Right, and the "How the West Was Won", should really be a documentary?


Re(2): Talent agencies
Posted on July 15, 2003 at 12:13:13 AM by Anonymous

I’d say it’s an educated guess. 60-70% of the top execs are Jewish.

Actor David Duchovny said, "If you look at it objectively…Jews do a lot of the agenting."

The Guardian article lists David Geffen, Elliot Roberts, Barry Diller; Ron Meyer, Mike Ovitz, Bernie Brillstein, George Shapiro and Howard West, Irwin Winkler, Meryl Poster. All of them Jewish.
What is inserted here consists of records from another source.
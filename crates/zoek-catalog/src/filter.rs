use std::collections::HashSet;
use std::path::Path;

use zoek_core::error::ZoekError;
use zoek_core::models::record::RepositoryRecord;

/// How many records each exclusion rule removed.
#[derive(Debug, Clone, Default, PartialEq, Eq)]
pub struct FilterReport {
    pub blacklisted: usize,
    pub disabled: usize,
    pub too_big: usize,
}

impl FilterReport {
    pub fn total(&self) -> usize {
        self.blacklisted + self.disabled + self.too_big
    }
}

/// Build the working set: drop blacklisted, disabled and (with `max_size`)
/// oversized records. Unknown sizes pass; relative order is kept.
pub fn filter(
    records: Vec<RepositoryRecord>,
    blacklist: &HashSet<String>,
    max_size: Option<u64>,
) -> Vec<RepositoryRecord> {
    filter_with_report(records, blacklist, max_size).0
}

/// Like [`filter`], also counting and logging every exclusion.
pub fn filter_with_report(
    records: Vec<RepositoryRecord>,
    blacklist: &HashSet<String>,
    max_size: Option<u64>,
) -> (Vec<RepositoryRecord>, FilterReport) {
    let mut report = FilterReport::default();
    let kept = records
        .into_iter()
        .filter(|record| {
            if blacklist.contains(&record.name) {
                tracing::warn!("skipping repo {}, blacklisted", record.name);
                report.blacklisted += 1;
                false
            } else if record.is_disabled {
                tracing::warn!("skipping repo {}, disabled", record.name);
                report.disabled += 1;
                false
            } else if record.exceeds(max_size) {
                tracing::warn!(
                    "skipping repo {}, too big ({})",
                    record.name,
                    record.disk_usage.unwrap_or_default()
                );
                report.too_big += 1;
                false
            } else {
                true
            }
        })
        .collect();
    (kept, report)
}

/// Read a blacklist file: one repository name per line, `#` starts a comment.
pub fn load_blacklist(path: &Path) -> Result<HashSet<String>, ZoekError> {
    let content = std::fs::read_to_string(path).map_err(|e| ZoekError::Config {
        message: format!("cannot read blacklist {}: {e}", path.display()),
    })?;
    Ok(parse_blacklist(&content))
}

fn parse_blacklist(content: &str) -> HashSet<String> {
    content
        .lines()
        .map(|line| line.split('#').next().unwrap_or("").trim())
        .filter(|name| !name.is_empty())
        .map(str::to_string)
        .collect()
}
use std::process::ExitCode;

use clap::Subcommand;
use zoek_auth::{CredentialStore, KeyringStore, GITHUB_TOKEN_ENV, GITHUB_TOKEN_KEY};

#[derive(Subcommand)]
pub enum AuthAction {
    /// Store a GitHub token in the OS keychain
    Set {
        /// Personal access token with read access to the organisation
        token: String,
    },
    /// Remove the stored GitHub token
    Delete,
}

pub fn run(action: AuthAction) -> anyhow::Result<ExitCode> {
    let store = KeyringStore::new();
    match action {
        AuthAction::Set { token } => {
            let token = token.trim();
            if token.is_empty() {
                anyhow::bail!("token must not be empty");
            }
            store.store(GITHUB_TOKEN_KEY, token)?;
            println!("GitHub token stored in the OS keychain.");
            println!("  ${GITHUB_TOKEN_ENV} takes precedence when set.");
        }
        AuthAction::Delete => {
            store.delete(GITHUB_TOKEN_KEY)?;
            println!("GitHub token removed.");
        }
    }
    Ok(ExitCode::SUCCESS)
}
pub mod command;
pub mod file;
pub mod filter;
pub mod github;
pub mod ndjson;

use async_trait::async_trait;
use zoek_core::error::ZoekError;
use zoek_core::models::record::RepositoryRecord;

pub use command::CommandSource;
pub use file::FileSource;
pub use filter::{filter, filter_with_report, load_blacklist, FilterReport};
pub use github::{GitHubClient, GitHubOrgSource, OrgSummary};
pub use ndjson::{parse_document, parse_ndjson, write_ndjson};

/// Somewhere the authoritative repository listing comes from.
#[async_trait]
pub trait CatalogSource: Send + Sync {
    /// Load and normalize the full catalog. Any error aborts the run.
    async fn load(&self) -> Result<Vec<RepositoryRecord>, ZoekError>;

    /// Short human-readable description for logs.
    fn describe(&self) -> String;
}
//! Label-space: `(label -> int)` bindings keying collection entries.

use itertools::Itertools;
use serde::{Deserialize, Serialize};
use std::collections::BTreeMap;
use std::fmt;

/// Sorted set of label bindings.
///
/// A *full* label-space binds every label declared on a collection; a
/// *query* binds any subset. An entry matches a query iff the two agree on
/// every label present in the query.
#[derive(Debug, Clone, PartialEq, Eq, Hash, Default, PartialOrd, Ord, Serialize, Deserialize)]
pub struct LabelSpace(BTreeMap<String, i32>);

impl LabelSpace {
    pub fn new() -> Self {
        Self::default()
    }

    pub fn with(mut self, label: impl Into<String>, value: i32) -> Self {
        self.insert(label, value);
        self
    }

    /// Returns the previous value bound to `label`.
    pub fn insert(&mut self, label: impl Into<String>, value: i32) -> Option<i32> {
        self.0.insert(label.into(), value)
    }

    pub fn get(&self, label: &str) -> Option<i32> {
        self.0.get(label).copied()
    }

    pub fn contains(&self, label: &str) -> bool {
        self.0.contains_key(label)
    }

    pub fn labels(&self) -> impl Iterator<Item = &str> {
        self.0.keys().map(String::as_str)
    }

    pub fn iter(&self) -> impl Iterator<Item = (&str, i32)> {
        self.0.iter().map(|(k, &v)| (k.as_str(), v))
    }

    pub fn len(&self) -> usize {
        self.0.len()
    }

    pub fn is_empty(&self) -> bool {
        self.0.is_empty()
    }

    /// Whether `self` agrees with every binding of `query`.
    pub fn matches(&self, query: &LabelSpace) -> bool {
        query.iter().all(|(k, v)| self.get(k) == Some(v))
    }
}

impl fmt::Display for LabelSpace {
    fn fmt(&self, f: &mut fmt::Formatter<'_>) -> fmt::Result {
        write!(f, "{{{}}}", self.iter().map(|(k, v)| format!("{k}: {v}")).join(", "))
    }
}

impl<K: Into<String>> FromIterator<(K, i32)> for LabelSpace {
    fn from_iter<I: IntoIterator<Item = (K, i32)>>(iter: I) -> Self {
        Self(iter.into_iter().map(|(k, v)| (k.into(), v)).collect())
    }
}

impl<K: Into<String>, const N: usize> From<[(K, i32); N]> for LabelSpace {
    fn from(pairs: [(K, i32); N]) -> Self {
        pairs.into_iter().collect()
    }
}

#[cfg(test)]
mod tests {
    use super::*;

    #[test]
    fn sub_space_matching() {
        let entry = LabelSpace::from([("body", 1), ("time", 3)]);
        assert!(entry.matches(&LabelSpace::from([("time", 3)])));
        assert!(entry.matches(&LabelSpace::new()));
        assert!(!entry.matches(&LabelSpace::from([("time", 1)])));
        assert!(!entry.matches(&LabelSpace::from([("zone", 1)])));
    }

    #[test]
    fn display_is_sorted() {
        let ls = LabelSpace::from([("time", 2), ("body", 1)]);
        assert_eq!(ls.to_string(), "{body: 1, time: 2}");
    }
}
They all attribute their success to their schooling in the mailrooms of talent agencies, "principally those at the William Morris Agency, Lew Wasserman's MCA, International Creative Management, and newer outfits such as Endeavor."

The article continues, "Gradually one notices that the smart Jewish and Italian kids from Brooklyn and the Bronx who returned from the second world war are being replaced by the sheltered children of [Jewish] executives and [Jewish] graduates of top east-coast colleges, youngsters whose only experience is of life in the movie business, and as this occurs one can sense the agencies becoming more and more incestuous."

Ben Stein states, "This change from borscht-belt origins to the halls of Harvard as a prime source of writing talent in Hollywood is a quantum shift. Many of the Harvard and Yale alums are, to be sure, Jews, but many are not."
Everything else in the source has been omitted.